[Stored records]
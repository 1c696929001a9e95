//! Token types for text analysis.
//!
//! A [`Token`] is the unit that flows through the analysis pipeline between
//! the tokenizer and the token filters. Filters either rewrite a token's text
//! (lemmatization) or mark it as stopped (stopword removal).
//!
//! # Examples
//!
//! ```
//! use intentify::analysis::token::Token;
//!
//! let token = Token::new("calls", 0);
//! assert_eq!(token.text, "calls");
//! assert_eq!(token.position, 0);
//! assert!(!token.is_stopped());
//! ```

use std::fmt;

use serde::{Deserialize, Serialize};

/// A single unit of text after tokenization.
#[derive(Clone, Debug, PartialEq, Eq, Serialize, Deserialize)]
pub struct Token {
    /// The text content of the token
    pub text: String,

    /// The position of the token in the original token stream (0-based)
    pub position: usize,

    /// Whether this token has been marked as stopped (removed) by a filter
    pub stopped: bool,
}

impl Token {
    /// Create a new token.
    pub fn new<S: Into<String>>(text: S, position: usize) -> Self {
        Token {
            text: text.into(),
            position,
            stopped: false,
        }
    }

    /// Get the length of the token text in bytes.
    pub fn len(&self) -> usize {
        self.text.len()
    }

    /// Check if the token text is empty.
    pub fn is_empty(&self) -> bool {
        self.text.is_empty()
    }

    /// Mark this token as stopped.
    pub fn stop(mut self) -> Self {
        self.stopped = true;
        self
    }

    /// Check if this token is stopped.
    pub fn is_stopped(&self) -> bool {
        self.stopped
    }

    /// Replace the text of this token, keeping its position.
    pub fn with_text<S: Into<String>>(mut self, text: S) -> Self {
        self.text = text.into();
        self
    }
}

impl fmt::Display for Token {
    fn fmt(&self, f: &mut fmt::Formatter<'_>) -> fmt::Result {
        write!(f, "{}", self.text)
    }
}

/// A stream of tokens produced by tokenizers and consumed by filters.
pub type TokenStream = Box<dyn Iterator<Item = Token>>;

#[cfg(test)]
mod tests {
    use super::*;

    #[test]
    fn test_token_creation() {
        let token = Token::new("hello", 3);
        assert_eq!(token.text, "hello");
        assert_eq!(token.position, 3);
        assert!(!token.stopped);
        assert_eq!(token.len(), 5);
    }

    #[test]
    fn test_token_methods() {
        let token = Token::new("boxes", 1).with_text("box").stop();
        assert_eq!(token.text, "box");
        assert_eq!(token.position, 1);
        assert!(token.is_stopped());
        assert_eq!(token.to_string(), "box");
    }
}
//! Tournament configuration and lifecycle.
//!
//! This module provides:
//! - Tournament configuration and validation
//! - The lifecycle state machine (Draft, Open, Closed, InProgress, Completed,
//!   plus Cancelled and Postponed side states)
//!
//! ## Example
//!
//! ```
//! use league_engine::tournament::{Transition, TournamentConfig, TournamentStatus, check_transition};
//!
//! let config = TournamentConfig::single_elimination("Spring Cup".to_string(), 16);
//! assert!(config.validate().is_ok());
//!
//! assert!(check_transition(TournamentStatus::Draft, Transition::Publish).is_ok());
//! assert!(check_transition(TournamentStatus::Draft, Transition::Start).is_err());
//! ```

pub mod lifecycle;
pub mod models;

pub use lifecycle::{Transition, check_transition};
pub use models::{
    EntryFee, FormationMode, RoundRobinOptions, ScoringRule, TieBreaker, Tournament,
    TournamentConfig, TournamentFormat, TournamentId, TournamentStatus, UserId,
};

:: Task directions ::
Set down every entry exactly as given.

:: Exercise response ::
repository 1c696929001a9e95
//! Token types for text analysis.
//!
//! A [`Token`] is the unit that flows through the analysis pipeline between
//! the tokenizer and the token filters. Filters either rewrite a token's text
//! (lemmatization) or mark it as stopped (stopword removal).
//!
//! # Examples
//!
//! ```
//! use intentify::analysis::token::Token;
//!
//! let token = Token::new("calls", 0);
//! assert_eq!(token.text, "calls");
//! assert_eq!(token.position, 0);
//! assert!(!token.is_stopped());
//! ```

use std::fmt;

use serde::{Deserialize, Serialize};

/// A single unit of text after tokenization.
#[derive(Clone, Debug, PartialEq, Eq, Serialize, Deserialize)]
pub struct Token {
    /// The text content of the token
    pub text: String,

    /// The position of the token in the original token stream (0-based)
    pub position: usize,

    /// Whether this token has been marked as stopped (removed) by a filter
    pub stopped: bool,
}

impl Token {
    /// Create a new token.
    pub fn new<S: Into<String>>(text: S, position: usize) -> Self {
        Token {
            text: text.into(),
            position,
            stopped: false,
        }
    }

    /// Get the length of the token text in bytes.
    pub fn len(&self) -> usize {
        self.text.len()
    }

    /// Check if the token text is empty.
    pub fn is_empty(&self) -> bool {
        self.text.is_empty()
    }

    /// Mark this token as stopped.
    pub fn stop(mut self) -> Self {
        self.stopped = true;
        self
    }

    /// Check if this token is stopped.
    pub fn is_stopped(&self) -> bool {
        self.stopped
    }

    /// Replace the text of this token, keeping its position.
    pub fn with_text<S: Into<String>>(mut self, text: S) -> Self {
        self.text = text.into();
        self
    }
}

impl fmt::Display for Token {
    fn fmt(&self, f: &mut fmt::Formatter<'_>) -> fmt::Result {
        write!(f, "{}", self.text)
    }
}

/// A stream of tokens produced by tokenizers and consumed by filters.
pub type TokenStream = Box<dyn Iterator<Item = Token>>;

#[cfg(test)]
mod tests {
    use super::*;

    #[test]
    fn test_token_creation() {
        let token = Token::new("hello", 3);
        assert_eq!(token.text, "hello");
        assert_eq!(token.position, 3);
        assert!(!token.stopped);
        assert_eq!(token.len(), 5);
    }

    #[test]
    fn test_token_methods() {
        let token = Token::new("boxes", 1).with_text("box").stop();
        assert_eq!(token.text, "box");
        assert_eq!(token.position, 1);
        assert!(token.is_stopped());
        assert_eq!(token.to_string(), "box");
    }
}
//! Tournament configuration and lifecycle.
//!
//! This module provides:
//! - Tournament configuration and validation
//! - The lifecycle state machine (Draft, Open, Closed, InProgress, Completed,
//!   plus Cancelled and Postponed side states)
//!
//! ## Example
//!
//! ```
//! use league_engine::tournament::{Transition, TournamentConfig, TournamentStatus, check_transition};
//!
//! let config = TournamentConfig::single_elimination("Spring Cup".to_string(), 16);
//! assert!(config.validate().is_ok());
//!
//! assert!(check_transition(TournamentStatus::Draft, Transition::Publish).is_ok());
//! assert!(check_transition(TournamentStatus::Draft, Transition::Start).is_err());
//! ```

pub mod lifecycle;
pub mod models;

pub use lifecycle::{Transition, check_transition};
pub use models::{
    EntryFee, FormationMode, RoundRobinOptions, ScoringRule, TieBreaker, Tournament,
    TournamentConfig, TournamentFormat, TournamentId, TournamentStatus, UserId,
};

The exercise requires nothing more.